1

I already have a Hive partitioned table. I needed to add a new column to the table, so i used ALTER to add the column like below.

ALTER TABLE TABLE1 ADD COLUMNS(COLUMN6 STRING);

I have my final table load query like this:

INSERT OVERWRITE table Final table  PARTITION(COLUMN4, COLUMN5)
select
stg.Column1,
stg.Column2,
stg.Column3,
stg.Column4(Partition Column),Field Name:Code Sample value - YAHOO.COM
stg.Column5(Partition Column),Field Name:Date Sample Value - 2021-06-25
stg.Column6(New Column)       Field Name:reason     sample value - Adjustment
from (
         select fee.* from (
             select 
               fees.* , 
               ROW_NUMBER() OVER (PARTITION BY fees.Column1 ORDER BY fees.Column3 DESC) as RNK
             from Stage table fee
         ) fee
         where RNK = 1
     ) stg
     left join (
         select Column1 from Final table
         where Column5(date) in (select distinct column5(date) from Stage table)
     ) TGT
     on tgt.Column1(id) = stg.Column1(id) where tgt.column1 is null 
UNION
select 
tgt.column1(id),
tgt.column2,
tgt.column3,
tgt.column4(partiton column),
tgt.column5(partiton column-date),
tgt.column6(New column)
from 
Final Table TGT
      WHERE TGT.Column5(date) in (select distinct column5(date) from Stage table);"

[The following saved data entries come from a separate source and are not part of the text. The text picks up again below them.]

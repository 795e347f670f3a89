//! Column-role detection from header names.
//!
//! Headers from form exports vary wildly ("Program aInteres", "E-MAIL",
//! "Telefono Celular"), so roles are detected by keyword lookup over
//! normalized header text. These are heuristics for convenience; callers
//! can always override the chosen program column explicitly.

use serde::{Deserialize, Serialize};
use tracing::debug;

use progmap_match::normalize;
use progmap_model::SourceTable;

const PROGRAM_KEYWORDS: &[&str] = &["program", "programa", "interes", "carrera"];
const EMAIL_KEYWORDS: &[&str] = &["email", "mail", "correo", "eml"];
const PHONE_KEYWORDS: &[&str] = &["tel", "phone", "celular", "telefono", "whatsapp"];
const CONTACT_ID_KEYWORDS: &[&str] = &["idinterno", "id", "contacto", "codigo", "identificador"];
const DATABASE_KEYWORDS: &[&str] = &["iddatabase", "database", "base"];

/// Header names detected for each known role. `None` when nothing matched.
#[derive(Debug, Clone, Default, PartialEq, Eq, Serialize, Deserialize)]
pub struct DetectedColumns {
    pub program: Option<String>,
    pub email: Option<String>,
    pub phone: Option<String>,
    pub contact_id: Option<String>,
    pub database: Option<String>,
}

fn matches_any(normalized: &str, keywords: &[&str]) -> bool {
    keywords.iter().any(|keyword| normalized.contains(keyword))
}

/// Scans headers and assigns each role by keyword match.
///
/// The program role prefers a header containing both "program" and
/// "interes" over a plain keyword hit; the contact-id role prefers the
/// "id" + "contacto" combination. For other roles a later matching header
/// replaces an earlier one, mirroring a single left-to-right scan.
pub fn detect_columns(headers: &[String]) -> DetectedColumns {
    let mut detected = DetectedColumns::default();
    let mut program_is_priority = false;
    let mut contact_is_priority = false;

    for header in headers {
        let normalized = normalize(header);

        if normalized.contains("program") && normalized.contains("interes") {
            detected.program = Some(header.clone());
            program_is_priority = true;
        } else if !program_is_priority
            && detected.program.is_none()
            && matches_any(&normalized, PROGRAM_KEYWORDS)
        {
            detected.program = Some(header.clone());
        }

        if matches_any(&normalized, EMAIL_KEYWORDS) {
            detected.email = Some(header.clone());
        }

        if matches_any(&normalized, PHONE_KEYWORDS) {
            detected.phone = Some(header.clone());
        }

        if normalized.contains("id") && normalized.contains("contacto") {
            detected.contact_id = Some(header.clone());
            contact_is_priority = true;
        } else if !contact_is_priority
            && detected.contact_id.is_none()
            && matches_any(&normalized, CONTACT_ID_KEYWORDS)
        {
            detected.contact_id = Some(header.clone());
        }

        if matches_any(&normalized, DATABASE_KEYWORDS) {
            detected.database = Some(header.clone());
        }
    }

    debug!(?detected, "detected column roles");
    detected
}

/// Distinct non-empty values of the database column, sorted numerically
/// when both values parse as numbers, lexicographically otherwise.
pub fn unique_database_values(table: &SourceTable, field: &str) -> Vec<String> {
    let mut values: Vec<String> = Vec::new();
    for value in table.column_values(field) {
        let trimmed = value.trim();
        if trimmed.is_empty() || values.iter().any(|v| v == trimmed) {
            continue;
        }
        values.push(trimmed.to_string());
    }
    values.sort_by(|a, b| match (a.parse::<f64>(), b.parse::<f64>()) {
        (Ok(x), Ok(y)) => x.partial_cmp(&y).unwrap_or(std::cmp::Ordering::Equal),
        _ => a.cmp(b),
    });
    values
}

#[cfg(test)]
mod tests {
    use super::*;

    fn headers(names: &[&str]) -> Vec<String> {
        names.iter().map(|n| (*n).to_string()).collect()
    }

    #[test]
    fn detects_common_roles() {
        let detected = detect_columns(&headers(&[
            "ID Contacto",
            "Correo Electronico",
            "Telefono Celular",
            "Carrera",
            "IdDatabase",
        ]));
        assert_eq!(detected.contact_id.as_deref(), Some("ID Contacto"));
        assert_eq!(detected.email.as_deref(), Some("Correo Electronico"));
        assert_eq!(detected.phone.as_deref(), Some("Telefono Celular"));
        assert_eq!(detected.program.as_deref(), Some("Carrera"));
        assert_eq!(detected.database.as_deref(), Some("IdDatabase"));
    }

    #[test]
    fn program_interes_header_beats_plain_keyword() {
        let detected = detect_columns(&headers(&["Carrera", "Programa de Interes"]));
        assert_eq!(detected.program.as_deref(), Some("Programa de Interes"));

        // Priority match is kept even when a plain keyword follows.
        let detected = detect_columns(&headers(&["Programa de Interes", "Carrera"]));
        assert_eq!(detected.program.as_deref(), Some("Programa de Interes"));
    }

    #[test]
    fn accents_do_not_defeat_detection() {
        let detected = detect_columns(&headers(&["Teléfono", "Programa de Interés"]));
        assert_eq!(detected.phone.as_deref(), Some("Teléfono"));
        assert_eq!(detected.program.as_deref(), Some("Programa de Interés"));
    }

    #[test]
    fn nothing_detected_on_unknown_headers() {
        let detected = detect_columns(&headers(&["alpha", "beta"]));
        assert_eq!(detected, DetectedColumns::default());
    }

    #[test]
    fn database_values_sort_numerically() {
        let table = SourceTable::new(
            vec!["base".to_string()],
            ["10", "2", "2", "", "1"]
                .iter()
                .map(|v| vec![(*v).to_string()])
                .collect(),
        );
        assert_eq!(unique_database_values(&table, "base"), ["1", "2", "10"]);
    }
}
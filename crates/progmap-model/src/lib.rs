pub mod catalog;
pub mod error;
pub mod mapping;
pub mod table;

pub use catalog::ProgramCatalog;
pub use error::{ModelError, Result};
pub use mapping::{Mapping, MatchResult, MatchStatus, StatusFilter, SummaryCounts};
pub use table::SourceTable;
//! Text normalization for comparison.

use unicode_normalization::UnicodeNormalization;
use unicode_normalization::char::is_combining_mark;

/// Normalizes a string for comparison.
///
/// - Lowercases
/// - NFD-decomposes and drops combining marks ("México" → "mexico")
/// - Replaces underscores with spaces
/// - Collapses whitespace runs to single spaces and trims
///
/// Pure and deterministic; any valid UTF-8 input normalizes without error.
pub fn normalize(raw: &str) -> String {
    raw.to_lowercase()
        .nfd()
        .filter(|ch| !is_combining_mark(*ch))
        .map(|ch| if ch == '_' { ' ' } else { ch })
        .collect::<String>()
        .split_whitespace()
        .collect::<Vec<_>>()
        .join(" ")
}
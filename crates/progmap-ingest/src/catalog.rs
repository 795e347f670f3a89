//! Reference-list loading.
//!
//! The canonical program list arrives either as plain text (one program per
//! line) or pasted straight out of a Power BI measure as a DAX DATATABLE
//! literal. The DAX path extracts the first quoted value of each row; when
//! no rows match, parsing falls back to line-per-program, so malformed DAX
//! degrades gracefully instead of erroring.

use std::path::Path;
use std::sync::LazyLock;

use anyhow::{Context, Result};
use regex::Regex;
use tracing::info;

use progmap_model::ProgramCatalog;

/// Rows shaped `{"Program Name", "Type"}`; the program name is the first
/// quoted value.
static DAX_ROW: LazyLock<Regex> = LazyLock::new(|| {
    Regex::new(r#"\{\s*"([^"]+)"\s*,\s*"([^"]+)"\s*\}"#).expect("valid DAX row pattern")
});

/// Which parsing strategy produced a catalog.
#[derive(Debug, Clone, Copy, PartialEq, Eq)]
pub enum CatalogFormat {
    /// One program per line.
    Lines,
    /// Names extracted from DAX DATATABLE rows.
    DaxDatatable,
}

/// Extracts program names from DAX DATATABLE text.
///
/// Returns `None` when the text contains no DATATABLE row pattern at all,
/// letting the caller fall back to line parsing.
pub fn parse_dax_datatable(text: &str) -> Option<Vec<String>> {
    let programs: Vec<String> = DAX_ROW
        .captures_iter(text)
        .map(|row| row[1].trim().to_string())
        .filter(|name| !name.is_empty())
        .collect();

    if programs.is_empty() { None } else { Some(programs) }
}

/// Parses reference-list text into a catalog, trying DAX extraction first
/// and falling back to one-program-per-line.
pub fn parse_catalog(text: &str) -> (ProgramCatalog, CatalogFormat) {
    if let Some(programs) = parse_dax_datatable(text) {
        return (ProgramCatalog::new(programs), CatalogFormat::DaxDatatable);
    }
    (ProgramCatalog::new(text.lines()), CatalogFormat::Lines)
}

/// Loads the reference list from a file.
///
/// An empty resulting catalog is not an error here; matching against it
/// simply classifies every input as unmapped.
pub fn load_catalog(path: &Path) -> Result<(ProgramCatalog, CatalogFormat)> {
    let text = std::fs::read_to_string(path)
        .with_context(|| format!("read reference list: {}", path.display()))?;
    let (catalog, format) = parse_catalog(&text);
    info!(
        path = %path.display(),
        programs = catalog.len(),
        format = ?format,
        "loaded program catalog"
    );
    Ok((catalog, format))
}
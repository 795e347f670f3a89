//! Manual override files.
//!
//! An override file is a JSON array applied in order after the matching
//! pass, so operators can keep their corrections in version control and
//! replay them against a fresh export:
//!
//! ```json
//! [
//!   {"input": "Nursin", "target": "Nursing"},
//!   {"input": "N/A", "leave_unmapped": true}
//! ]
//! ```

use std::path::Path;

use anyhow::{Context, Result};
use serde::{Deserialize, Serialize};
use tracing::{info, warn};

use progmap_match::{MapError, MappingSession};

use crate::logging::redact_value;

/// One manual decision. `leave_unmapped` wins over any target.
#[derive(Debug, Clone, Default, PartialEq, Eq, Serialize, Deserialize)]
pub struct OverrideEntry {
    pub input: String,
    #[serde(default, skip_serializing_if = "Option::is_none")]
    pub target: Option<String>,
    #[serde(default)]
    pub leave_unmapped: bool,
}

/// Loads override entries from a JSON file.
pub fn load_overrides(path: &Path) -> Result<Vec<OverrideEntry>> {
    let text = std::fs::read_to_string(path)
        .with_context(|| format!("read overrides: {}", path.display()))?;
    let entries: Vec<OverrideEntry> = serde_json::from_str(&text)
        .with_context(|| format!("parse overrides: {}", path.display()))?;
    Ok(entries)
}

/// Applies override entries in file order.
///
/// Entries naming an input that the matching pass never saw are skipped
/// with a warning rather than failing the run; stale entries are expected
/// when the same override file is replayed against different exports.
/// Returns the number of entries actually applied.
pub fn apply_overrides(session: &mut MappingSession, entries: &[OverrideEntry]) -> usize {
    let mut applied = 0;
    for entry in entries {
        match session.override_mapping(&entry.input, entry.target.as_deref(), entry.leave_unmapped)
        {
            Ok(()) => applied += 1,
            Err(MapError::UnknownInput(_)) => {
                warn!(
                    input = redact_value(&entry.input),
                    "override input not present in data, skipped"
                );
            }
            Err(error) => {
                warn!(input = redact_value(&entry.input), %error, "override failed, skipped");
            }
        }
    }
    info!(applied, total = entries.len(), "applied overrides");
    applied
}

Now when my job ran today, and when i try to query the final table, i get the below error

Invalid partition value 'Adjustment' for DATE partition key: Code=2021-06-25/date=Adjustment

I can figure out something wrong happend around the partition column but unable to figure out what went wrong..Can someone help?

leftjoin
  • 36,950
  • 8
  • 57
  • 116
jahan
  • 103
  • 4
  • 19

1 Answers1

1

Partition columns should be the last ones in the select. When you add new column it is being added as the last non-partition column, partition columns remain the last ones, they are not stored in the datafiles, only metadata contains information about partitions. All other columns order also matters, it should match table DDL, check it using DESCRIBE FORMATTED table_name.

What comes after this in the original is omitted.